**TASK GOAL**
One number is the whole answer: how many lines of the records include "simulation".

EXERCISE DATA START

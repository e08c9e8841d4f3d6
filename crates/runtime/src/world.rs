//! In-world collaborators the simulation delegates to: item spawning and
//! firing, and pawn movement.

use std::collections::BTreeMap;
use std::sync::{Arc, Mutex, MutexGuard, PoisonError};

use game_core::{EntityId, HeldItem, ItemHandle};
use tracing::debug;

/// A resolved shot: who gets hit, and for how much.
#[derive(Clone, Copy, Debug, PartialEq)]
pub struct Shot {
    pub target: EntityId,
    pub damage: f32,
}

/// Spawns held items and resolves their use.
pub trait WorldService: Send {
    /// Spawns `item` and attaches it to `owner`. `None` if the item is unknown.
    fn spawn_held_item(&mut self, owner: EntityId, item: &str) -> Option<HeldItem>;

    /// Fires the held item. `None` when nothing is hit.
    fn pull_trigger(
        &mut self,
        shooter: EntityId,
        item: &HeldItem,
        target: Option<EntityId>,
    ) -> Option<Shot>;
}

/// Damage dealt by one weapon type.
#[derive(Clone, Debug, PartialEq)]
pub struct WeaponSpec {
    pub name: String,
    pub damage: f32,
}

/// Hitscan weapons: every shot at a target hits for the weapon's damage.
#[derive(Clone, Debug)]
pub struct Armory {
    weapons: BTreeMap<String, WeaponSpec>,
    next_handle: u32,
}

impl Armory {
    pub fn empty() -> Self {
        Self {
            weapons: BTreeMap::new(),
            next_handle: 1,
        }
    }

    #[must_use]
    pub fn with_weapon(mut self, name: impl Into<String>, damage: f32) -> Self {
        let name = name.into();
        self.weapons.insert(name.clone(), WeaponSpec { name, damage });
        self
    }

    pub fn weapon(&self, name: &str) -> Option<&WeaponSpec> {
        self.weapons.get(name)
    }
}

impl Default for Armory {
    fn default() -> Self {
        Self::empty()
            .with_weapon("rifle", 20.0)
            .with_weapon("pistol", 10.0)
    }
}

impl WorldService for Armory {
    fn spawn_held_item(&mut self, owner: EntityId, item: &str) -> Option<HeldItem> {
        let spec = self.weapons.get(item)?;
        let handle = ItemHandle(self.next_handle);
        self.next_handle += 1;
        debug!(%owner, item = %spec.name, handle = handle.0, "held item spawned");
        Some(HeldItem::weapon(handle, spec.name.clone(), owner))
    }

    fn pull_trigger(
        &mut self,
        shooter: EntityId,
        item: &HeldItem,
        target: Option<EntityId>,
    ) -> Option<Shot> {
        let target = target.filter(|&target| target != shooter)?;
        let spec = self.weapons.get(&item.name)?;
        Some(Shot {
            target,
            damage: spec.damage,
        })
    }
}

/// Movement axis of an input.
#[derive(Clone, Copy, Debug, PartialEq, Eq)]
pub enum MoveAxis {
    Forward,
    Right,
}

/// One movement command forwarded to the movement subsystem.
#[derive(Clone, Copy, Debug, PartialEq)]
pub enum MovementInput {
    Axis {
        entity: EntityId,
        axis: MoveAxis,
        value: f32,
    },
    Jump(EntityId),
    StopJumping(EntityId),
}

/// Receives movement commands for pawns.
pub trait MovementService: Send {
    fn add_movement_input(&mut self, entity: EntityId, axis: MoveAxis, value: f32);
    fn jump(&mut self, entity: EntityId);
    fn stop_jumping(&mut self, entity: EntityId);
}

/// Movement service that only records what it is asked to do.
///
/// Clones share the same record, so a caller can keep a handle after moving
/// one into a simulation.
#[derive(Clone, Debug, Default)]
pub struct MovementLog {
    inputs: Arc<Mutex<Vec<MovementInput>>>,
}

impl MovementLog {
    pub fn new() -> Self {
        Self::default()
    }

    fn inputs_mut(&self) -> MutexGuard<'_, Vec<MovementInput>> {
        self.inputs.lock().unwrap_or_else(PoisonError::into_inner)
    }

    pub fn inputs(&self) -> Vec<MovementInput> {
        self.inputs_mut().clone()
    }

    pub fn clear(&self) {
        self.inputs_mut().clear();
    }
}

impl MovementService for MovementLog {
    fn add_movement_input(&mut self, entity: EntityId, axis: MoveAxis, value: f32) {
        self.inputs_mut().push(MovementInput::Axis {
            entity,
            axis,
            value,
        });
    }

    fn jump(&mut self, entity: EntityId) {
        self.inputs_mut().push(MovementInput::Jump(entity));
    }

    fn stop_jumping(&mut self, entity: EntityId) {
        self.inputs_mut().push(MovementInput::StopJumping(entity));
    }
}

EXERCISE DATA END

**SOLUTION TO THIS EXERCISE**
2